Background

Nitrogen is commonly used as an inert atmosphere for processing Si, but it has important effects on the material. For example, N impurities can pin dislocations [161,162] and form electrically active defects such as the substitutional deep donor [163,164]. There have been suggestions that nitrogen-oxygen complexes can form shallow donors [164,165,166], although whether N forms an essential component of these defects is controversial [167,168], and this is discussed further in Chapter 8.

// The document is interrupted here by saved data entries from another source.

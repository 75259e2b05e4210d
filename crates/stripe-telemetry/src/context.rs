//! Per-invocation event context
//!
//! The context holds everything reported alongside an event for the lifetime
//! of one process run. Hosts with a single entry point can own an
//! [`EventContext`] and pass it by reference; hosts with several entry points
//! share the process-wide instance returned by [`global`].
//!
//! Fields are never reset between commands. A process that dispatches more
//! than one command keeps the previous values until they are rebound.

use serde::Serialize;
use std::sync::{OnceLock, PoisonError, RwLock};

use crate::command::CommandDescriptor;
use crate::invocation::new_identifier;

/// Fields reported with every telemetry event.
///
/// The serde names are the form keys used on the wire.
#[derive(Debug, Clone, Default, PartialEq, Eq, Serialize)]
pub struct EventContext {
    pub user_agent: String,
    pub invocation_id: String,
    pub command_path: String,
    pub merchant: String,
    pub cli_version: String,
    pub os: String,
    pub generated_resource: bool,
    pub request_id: String,
    #[serde(rename = "livemode")]
    pub live_mode: bool,
}

impl EventContext {
    /// Record the command being dispatched.
    ///
    /// Overwrites the path and generated flag from any earlier call.
    pub fn bind_command(&mut self, command: &CommandDescriptor) {
        self.command_path = command.path().to_string();
        self.generated_resource = command.kind().is_generated();
    }

    /// Mark this process run with a fresh invocation identifier
    pub fn assign_invocation_id(&mut self) {
        self.invocation_id = new_identifier();
    }
}

static GLOBAL: OnceLock<RwLock<EventContext>> = OnceLock::new();

/// The process-wide event context, created empty on first access.
///
/// Concurrent first calls initialize it exactly once; every call returns the
/// same instance.
pub fn global() -> &'static RwLock<EventContext> {
    GLOBAL.get_or_init(|| RwLock::new(EventContext::default()))
}

/// Copy of the process-wide context, suitable for handing to a sender
pub fn snapshot() -> EventContext {
    global()
        .read()
        .unwrap_or_else(PoisonError::into_inner)
        .clone()
}

/// Mutate the process-wide context
pub fn update<R>(f: impl FnOnce(&mut EventContext) -> R) -> R {
    let mut ctx = global().write().unwrap_or_else(PoisonError::into_inner);
    f(&mut ctx)
}
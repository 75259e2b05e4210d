//! Delivery of a single telemetry event
//!
//! One call to [`EventSender::send_event`] produces at most one request.
//! There is no batching, queueing or retry: an event that fails to send is
//! dropped and the failure is reported back to the caller.

use chrono::Utc;
use reqwest::header::{HeaderValue, CONTENT_TYPE};
use reqwest::{Body, Method, Request, Url};
use serde::Serialize;
use std::sync::Arc;
use std::time::Duration;

use crate::cancel::CancellationToken;
use crate::config::{opted_out_by_env, TelemetryConfig, DEFAULT_ENDPOINT, DEFAULT_PRE_SEND_DELAY};
use crate::context::EventContext;
use crate::error::TelemetryError;
use crate::invocation::new_identifier;
use crate::transport::{EventResponse, InstrumentedTransport, Transport};

/// Identifies this client to the analytics service
pub const CLIENT_ID: &str = "stripe-cli";

const FORM_CONTENT_TYPE: &str = "application/x-www-form-urlencoded";

/// Why an event was not attempted
#[derive(Debug, Clone, Copy, PartialEq, Eq)]
pub enum SkipReason {
    /// The opt-out environment variable is set
    OptedOut,
    /// The sender was built with telemetry disabled
    Disabled,
}

/// What happened to an event
#[derive(Debug)]
pub enum SendOutcome {
    /// The endpoint answered, with any status
    Sent(EventResponse),
    /// Nothing touched the network
    Skipped(SkipReason),
    /// The event was not delivered
    Failed(TelemetryError),
}

impl SendOutcome {
    pub fn is_sent(&self) -> bool {
        matches!(self, SendOutcome::Sent(_))
    }

    pub fn is_skipped(&self) -> bool {
        matches!(self, SendOutcome::Skipped(_))
    }

    pub fn skip_reason(&self) -> Option<SkipReason> {
        match self {
            SendOutcome::Skipped(reason) => Some(*reason),
            _ => None,
        }
    }

    pub fn response(&self) -> Option<&EventResponse> {
        match self {
            SendOutcome::Sent(response) => Some(response),
            _ => None,
        }
    }

    /// `Ok(Some(_))` when sent, `Ok(None)` when skipped
    pub fn into_result(self) -> Result<Option<EventResponse>, TelemetryError> {
        match self {
            SendOutcome::Sent(response) => Ok(Some(response)),
            SendOutcome::Skipped(_) => Ok(None),
            SendOutcome::Failed(err) => Err(err),
        }
    }
}

/// Fields appended to the context for each event
#[derive(Serialize)]
struct EventFields<'a> {
    client_id: &'a str,
    event_id: String,
    event_name: &'a str,
    event_value: &'a str,
    created: i64,
}

/// Encode the context plus the per-event fields as a form body
pub fn encode_payload(
    ctx: &EventContext,
    event_name: &str,
    event_value: &str,
) -> Result<String, TelemetryError> {
    let context = serde_urlencoded::to_string(ctx)?;
    let event = serde_urlencoded::to_string(EventFields {
        client_id: CLIENT_ID,
        event_id: new_identifier(),
        event_name,
        event_value,
        created: Utc::now().timestamp(),
    })?;

    Ok(format!("{context}&{event}"))
}

/// Sends telemetry events through a [`Transport`]
#[derive(Clone)]
pub struct EventSender {
    transport: Arc<dyn Transport>,
    endpoint: String,
    pre_send_delay: Duration,
    enabled: bool,
}

impl EventSender {
    /// Sender with the default endpoint and pre-send delay
    pub fn new(transport: impl Transport + 'static) -> Self {
        Self {
            transport: Arc::new(transport),
            endpoint: DEFAULT_ENDPOINT.to_string(),
            pre_send_delay: DEFAULT_PRE_SEND_DELAY,
            enabled: true,
        }
    }

    /// Sender over an [`InstrumentedTransport`] configured from `config`
    pub fn from_config(config: &TelemetryConfig) -> Result<Self, TelemetryError> {
        let transport = InstrumentedTransport::new(config.verbose)?;
        Ok(Self::new(transport)
            .with_endpoint(&config.endpoint)
            .with_pre_send_delay(config.pre_send_delay())
            .with_enabled(config.enabled))
    }

    pub fn with_endpoint(mut self, endpoint: impl Into<String>) -> Self {
        self.endpoint = endpoint.into();
        self
    }

    /// Wait applied before every send. Zero disables it.
    pub fn with_pre_send_delay(mut self, delay: Duration) -> Self {
        self.pre_send_delay = delay;
        self
    }

    /// A disabled sender skips every event
    pub fn with_enabled(mut self, enabled: bool) -> Self {
        self.enabled = enabled;
        self
    }

    pub fn endpoint(&self) -> &str {
        &self.endpoint
    }

    pub fn pre_send_delay(&self) -> Duration {
        self.pre_send_delay
    }

    /// Send one event describing `ctx`.
    ///
    /// The opt-out environment variable is read on every call. A cancelled
    /// `cancel` token aborts both the pre-send delay and the request.
    pub async fn send_event(
        &self,
        ctx: &EventContext,
        cancel: Option<&CancellationToken>,
        event_name: &str,
        event_value: &str,
    ) -> SendOutcome {
        if let Err(err) = self.wait_before_send(cancel).await {
            return SendOutcome::Failed(err);
        }

        if opted_out_by_env() {
            tracing::debug!(event_name, "telemetry opted out, skipping event");
            return SendOutcome::Skipped(SkipReason::OptedOut);
        }

        if !self.enabled {
            tracing::debug!(event_name, "telemetry disabled, skipping event");
            return SendOutcome::Skipped(SkipReason::Disabled);
        }

        match self.deliver(ctx, cancel, event_name, event_value).await {
            Ok(response) => {
                tracing::debug!(event_name, status = %response.status, "telemetry event sent");
                SendOutcome::Sent(response)
            }
            Err(err) => {
                tracing::debug!(event_name, error = %err, "telemetry event not delivered");
                SendOutcome::Failed(err)
            }
        }
    }

    async fn wait_before_send(&self, cancel: Option<&CancellationToken>) -> Result<(), TelemetryError> {
        if self.pre_send_delay.is_zero() {
            return Ok(());
        }

        match cancel {
            Some(token) => tokio::select! {
                biased;
                _ = token.cancelled() => Err(TelemetryError::Cancelled),
                _ = tokio::time::sleep(self.pre_send_delay) => Ok(()),
            },
            None => {
                tokio::time::sleep(self.pre_send_delay).await;
                Ok(())
            }
        }
    }

    async fn deliver(
        &self,
        ctx: &EventContext,
        cancel: Option<&CancellationToken>,
        event_name: &str,
        event_value: &str,
    ) -> Result<EventResponse, TelemetryError> {
        let url = Url::parse(&self.endpoint).map_err(|err| TelemetryError::InvalidEndpoint {
            endpoint: self.endpoint.clone(),
            reason: err.to_string(),
        })?;

        let body = encode_payload(ctx, event_name, event_value)?;
        let request = build_request(url, body)?;

        match cancel {
            Some(token) => tokio::select! {
                biased;
                _ = token.cancelled() => Err(TelemetryError::Cancelled),
                result = self.transport.execute(request) => result,
            },
            None => self.transport.execute(request).await,
        }
    }
}

fn build_request(url: Url, body: String) -> Result<Request, TelemetryError> {
    let mut request = Request::new(Method::POST, url);

    let headers = request.headers_mut();
    headers.insert("origin", HeaderValue::from_str(CLIENT_ID)?);
    headers.insert(CONTENT_TYPE, HeaderValue::from_static(FORM_CONTENT_TYPE));

    *request.body_mut() = Some(Body::from(body));
    Ok(request)
}
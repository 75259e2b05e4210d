//! Main telemetry client

use anyhow::Result;

use crate::cancel::CancellationToken;
use crate::command::CommandDescriptor;
use crate::config::{load_telemetry_config, TelemetryConfig};
use crate::context::{self, EventContext};
use crate::sender::{EventSender, SendOutcome};

/// Account and request details the host knows about an invocation
#[derive(Debug, Clone, Default)]
pub struct InvocationMetadata {
    pub cli_version: String,
    pub merchant: String,
    pub request_id: String,
    pub live_mode: bool,
}

impl InvocationMetadata {
    pub fn new(cli_version: impl Into<String>) -> Self {
        Self {
            cli_version: cli_version.into(),
            ..Default::default()
        }
    }

    fn user_agent(&self) -> String {
        format!("Stripe/v1 stripe-cli/{}", self.cli_version)
    }
}

/// Main telemetry client
///
/// Ties the process-wide [`EventContext`] to an [`EventSender`] built from
/// the loaded configuration.
pub struct TelemetryClient {
    config: TelemetryConfig,
    sender: EventSender,
}

impl TelemetryClient {
    /// Create a new telemetry client
    ///
    /// Respects opt-out configuration and environment variables.
    /// If telemetry is disabled, this will still succeed but won't send any events.
    pub fn new() -> Result<Self> {
        Self::with_config(load_telemetry_config()?)
    }

    pub fn with_config(config: TelemetryConfig) -> Result<Self> {
        let sender = EventSender::from_config(&config)?;
        Ok(Self { config, sender })
    }

    /// Use a custom sender, e.g. one over a stub transport
    pub fn with_sender(config: TelemetryConfig, sender: EventSender) -> Self {
        Self { config, sender }
    }

    /// Prepare the process-wide context for the command being dispatched.
    ///
    /// Binds the command, assigns a fresh invocation ID and records the
    /// platform and account details. Returns a copy of the resulting context.
    pub fn begin_invocation(
        &self,
        command: &CommandDescriptor,
        metadata: &InvocationMetadata,
    ) -> EventContext {
        context::update(|ctx| {
            ctx.user_agent = metadata.user_agent();
            ctx.cli_version = metadata.cli_version.clone();
            ctx.os = std::env::consts::OS.to_string();
            ctx.merchant = metadata.merchant.clone();
            ctx.request_id = metadata.request_id.clone();
            ctx.live_mode = metadata.live_mode;
            ctx.bind_command(command);
            ctx.assign_invocation_id();
            ctx.clone()
        })
    }

    /// Send one event describing the process-wide context
    pub async fn send_event(
        &self,
        cancel: Option<&CancellationToken>,
        event_name: &str,
        event_value: &str,
    ) -> SendOutcome {
        let ctx = context::snapshot();
        self.sender
            .send_event(&ctx, cancel, event_name, event_value)
            .await
    }

    pub fn config(&self) -> &TelemetryConfig {
        &self.config
    }

    /// Check if telemetry is enabled
    pub fn is_enabled(&self) -> bool {
        self.config.enabled
    }
}

#[cfg(test)]
mod tests {
    use super::*;
    use crate::config::{DO_NOT_TRACK_ENV, OPT_OUT_ENV};
    use crate::test_support::StubTransport;
    use serial_test::serial;
    use std::time::Duration;

    #[test]
    fn test_client_with_default_config() {
        let client = TelemetryClient::with_config(TelemetryConfig::default()).unwrap();
        assert!(client.is_enabled());
        assert!(!client.config().verbose);
    }

    #[test]
    #[serial]
    fn test_begin_invocation_fills_global_context() {
        let client = TelemetryClient::with_sender(
            TelemetryConfig::default(),
            EventSender::new(StubTransport::with_body(200, "")),
        );
        let metadata = InvocationMetadata {
            merchant: "acct_42".to_string(),
            live_mode: true,
            ..InvocationMetadata::new("1.19.4")
        };

        let first = client.begin_invocation(&CommandDescriptor::generated("stripe charges list"), &metadata);
        assert_eq!(first.user_agent, "Stripe/v1 stripe-cli/1.19.4");
        assert_eq!(first.cli_version, "1.19.4");
        assert_eq!(first.os, std::env::consts::OS);
        assert_eq!(first.merchant, "acct_42");
        assert!(first.live_mode);
        assert!(first.generated_resource);
        assert_eq!(context::snapshot(), first);

        let second = client.begin_invocation(&CommandDescriptor::new("stripe listen"), &metadata);
        assert_ne!(first.invocation_id, second.invocation_id);
        assert!(!second.generated_resource);
    }

    #[tokio::test]
    #[serial]
    async fn test_send_event_uses_global_context() {
        let saved: Vec<_> = [OPT_OUT_ENV, DO_NOT_TRACK_ENV]
            .into_iter()
            .map(|name| (name, std::env::var(name).ok()))
            .collect();
        for (name, _) in &saved {
            std::env::remove_var(name);
        }

        let stub = StubTransport::with_body(200, "");
        let client = TelemetryClient::with_sender(
            TelemetryConfig::default(),
            EventSender::new(stub.clone()).with_pre_send_delay(Duration::ZERO),
        );
        let ctx = client.begin_invocation(&CommandDescriptor::new("stripe login"), &InvocationMetadata::new("1.0.0"));

        let outcome = client.send_event(None, "login", "ok").await;
        assert!(outcome.is_sent());
        assert_eq!(stub.last_request().field("invocation_id"), Some(ctx.invocation_id));
        assert_eq!(stub.last_request().field("command_path").as_deref(), Some("stripe login"));

        for (name, value) in saved {
            if let Some(value) = value {
                std::env::set_var(name, value);
            }
        }
    }
}
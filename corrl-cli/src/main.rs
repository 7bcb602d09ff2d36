//! corrl: command-line client for the CorrLang object registry.
//!
//! # Usage
//!
//! ```text
//! corrl [-H <home>] [-P <port>] [-J <java-home>] <command>
//! corrl info
//! corrl install [--version <release>] [--no-overwrite]
//! corrl status | up | down
//! corrl plugins
//! corrl list [-p <project> | -a]
//! corrl get -t <techspace> | -e <endpoint> | -c <correspondence> | -v <view> [-p <project>]
//! corrl schema -e <endpoint> -t <techspace> -f <target>
//! corrl apply -f <spec>
//! corrl apply -e <endpoint> [-k <kind>] [-t <techspace>] --schema|--data|--service <value>
//! ```

mod commands;

use std::io::IsTerminal;

use anyhow::Result;
use clap::{Parser, Subcommand};

use commands::{
    apply::ApplyArgs,
    get::GetArgs,
    info::InfoArgs,
    install::InstallArgs,
    list::ListArgs,
    plugins::PluginsArgs,
    schema::SchemaArgs,
    service::{DownArgs, StatusArgs, UpArgs},
    GlobalArgs,
};

// ---------------------------------------------------------------------------
// CLI entry point
// ---------------------------------------------------------------------------

#[derive(Parser, Debug)]
#[command(
    name = "corrl",
    version,
    about = "Install, run and talk to the CorrLang core service",
    long_about = None,
)]
struct Cli {
    #[command(flatten)]
    global: GlobalArgs,

    #[command(subcommand)]
    command: Commands,
}

#[derive(Subcommand, Debug)]
enum Commands {
    /// Show CLI version and installation details.
    Info(InfoArgs),

    /// Download and unpack a CorrLang distribution into the home directory.
    Install(InstallArgs),

    /// Check whether the core service is running.
    Status(StatusArgs),

    /// Start the core service in the background.
    Up(UpArgs),

    /// Ask the core service to shut down.
    Down(DownArgs),

    /// List the registered techspaces.
    Plugins(PluginsArgs),

    /// List registered objects.
    List(ListArgs),

    /// Show details of one object.
    Get(GetArgs),

    /// Apply a specification file or a single endpoint change.
    Apply(ApplyArgs),

    /// Export an endpoint schema to a file.
    Schema(SchemaArgs),
}

// ---------------------------------------------------------------------------
// Main
// ---------------------------------------------------------------------------

fn main() -> Result<()> {
    init_tracing();
    if !std::io::stdout().is_terminal() {
        colored::control::set_override(false);
    }

    let cli = Cli::parse();
    let global = &cli.global;
    match cli.command {
        Commands::Info(args) => args.run(global),
        Commands::Install(args) => args.run(global),
        Commands::Status(args) => args.run(global),
        Commands::Up(args) => args.run(global),
        Commands::Down(args) => args.run(global),
        Commands::Plugins(args) => args.run(global),
        Commands::List(args) => args.run(global),
        Commands::Get(args) => args.run(global),
        Commands::Apply(args) => args.run(global),
        Commands::Schema(args) => args.run(global),
    }
}

/// Diagnostics go to stderr; stdout carries only the command's result.
fn init_tracing() {
    use tracing_subscriber::{fmt, EnvFilter};

    let filter = EnvFilter::try_from_default_env().unwrap_or_else(|_| EnvFilter::new("warn"));
    let _ = fmt()
        .with_env_filter(filter)
        .with_target(false)
        .with_writer(std::io::stderr)
        .try_init();
}
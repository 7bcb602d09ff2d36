//! `corrl list`: registered objects of one project, or of all.

use anyhow::Result;
use clap::Args;

use corrl_core::query;

use super::{project_or_cwd, GlobalArgs};

#[derive(Args, Debug)]
pub struct ListArgs {
    /// Project to list [default: current directory].
    #[arg(short, long)]
    pub project: Option<String>,

    /// List objects of every project.
    #[arg(short, long, conflicts_with = "project")]
    pub all: bool,
}

impl ListArgs {
    pub fn run(self, global: &GlobalArgs) -> Result<()> {
        let project = if self.all {
            None
        } else {
            Some(project_or_cwd(self.project)?)
        };
        let (_, gateway) = global.gateway()?;
        super::print(&query::list(&gateway, project.as_deref())?);
        Ok(())
    }
}
//! Name → id resolution against the live registry.
//!
//! Every call re-queries the registry; nothing is cached, so two calls can
//! disagree if someone else mutates the registry in between.

use crate::gateway::{RegistryGateway, Result};
use crate::types::{ObjectId, ObjectKind};

/// Id of the first `kind` object named exactly `name` (case-sensitive).
///
/// With `project == None` the search spans all projects and the first match in
/// the registry's listing order wins. No match is `Ok(None)`, not an error.
pub fn resolve<G: RegistryGateway + ?Sized>(
    gateway: &G,
    project: Option<&str>,
    name: &str,
    kind: ObjectKind,
) -> Result<Option<ObjectId>> {
    let found = gateway
        .list_objects(Some(kind), project)?
        .into_iter()
        .find(|object| object.name == name)
        .map(|object| object.id);

    tracing::debug!(
        %kind,
        name,
        project = project.unwrap_or("<all>"),
        found = ?found,
        "resolved object name"
    );
    Ok(found)
}

#[cfg(test)]
mod tests {
    use super::*;
    use crate::memory::InMemoryRegistry;
    use crate::types::EndpointType;

    #[test]
    fn resolves_exact_name_only() {
        let registry = InMemoryRegistry::new();
        let created = registry
            .create_endpoint("shop", "Orders", EndpointType::Dataset)
            .expect("create");

        let hit =
            resolve(&registry, Some("shop"), "Orders", ObjectKind::Endpoint).expect("resolve");
        assert_eq!(hit, Some(created.id));

        let miss =
            resolve(&registry, Some("shop"), "orders", ObjectKind::Endpoint).expect("resolve");
        assert_eq!(miss, None, "matching is case-sensitive");
    }

    #[test]
    fn scopes_by_project_and_kind() {
        let registry = InMemoryRegistry::new();
        registry
            .create_endpoint("a", "Shared", EndpointType::Service)
            .expect("create");
        let corr = registry.insert_correspondence("b", "Shared", vec![]);

        assert_eq!(
            resolve(&registry, Some("b"), "Shared", ObjectKind::Endpoint).expect("resolve"),
            None
        );
        assert_eq!(
            resolve(&registry, Some("b"), "Shared", ObjectKind::Correspondence).expect("resolve"),
            Some(corr)
        );
    }

    #[test]
    fn unscoped_search_returns_first_in_listing_order() {
        let registry = InMemoryRegistry::new();
        let first = registry
            .create_endpoint("p1", "Same", EndpointType::Sink)
            .expect("create");
        registry
            .create_endpoint("p2", "Same", EndpointType::Sink)
            .expect("create");

        let found = resolve(&registry, None, "Same", ObjectKind::Endpoint).expect("resolve");
        assert_eq!(found, Some(first.id));
    }

    #[test]
    fn resolution_is_idempotent_without_mutation() {
        let registry = InMemoryRegistry::new();
        registry
            .create_endpoint("p", "E", EndpointType::Source)
            .expect("create");

        let once = resolve(&registry, Some("p"), "E", ObjectKind::Endpoint).expect("resolve");
        let twice = resolve(&registry, Some("p"), "E", ObjectKind::Endpoint).expect("resolve");
        assert_eq!(once, twice);
        let absent = resolve(&registry, Some("p"), "X", ObjectKind::Endpoint).expect("resolve");
        assert_eq!(
            absent,
            resolve(&registry, Some("p"), "X", ObjectKind::Endpoint).expect("resolve")
        );
    }
}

Nitrogen can be introduced into Si by adding Si₃N₄ to the melt, annealing in an atmosphere of N₂, or by implantation. N is known to enhance O precipitation and inhibit C enhanced O precipitation at 750 $^\circ$ C [169]. Photoluminescence (PL) experiments showed a decrease in oxygen precipitate strain-induced defects in samples containing a higher N content.

The principal N defect in O-free silicon is a nitrogen pair consisting of two adjacent [100] oriented nitrogen interstitials, N_i, with C_2h symmetry (see Figure 7.1) [145,170,145]. It is stable until about 800 $^\circ$ C [170]. Isolated N_i defects have also been observed (see Section 7.3), and although substitutional N_s is a rare defect it has been detected by EPR [171] and local vibrational mode spectroscopy [172].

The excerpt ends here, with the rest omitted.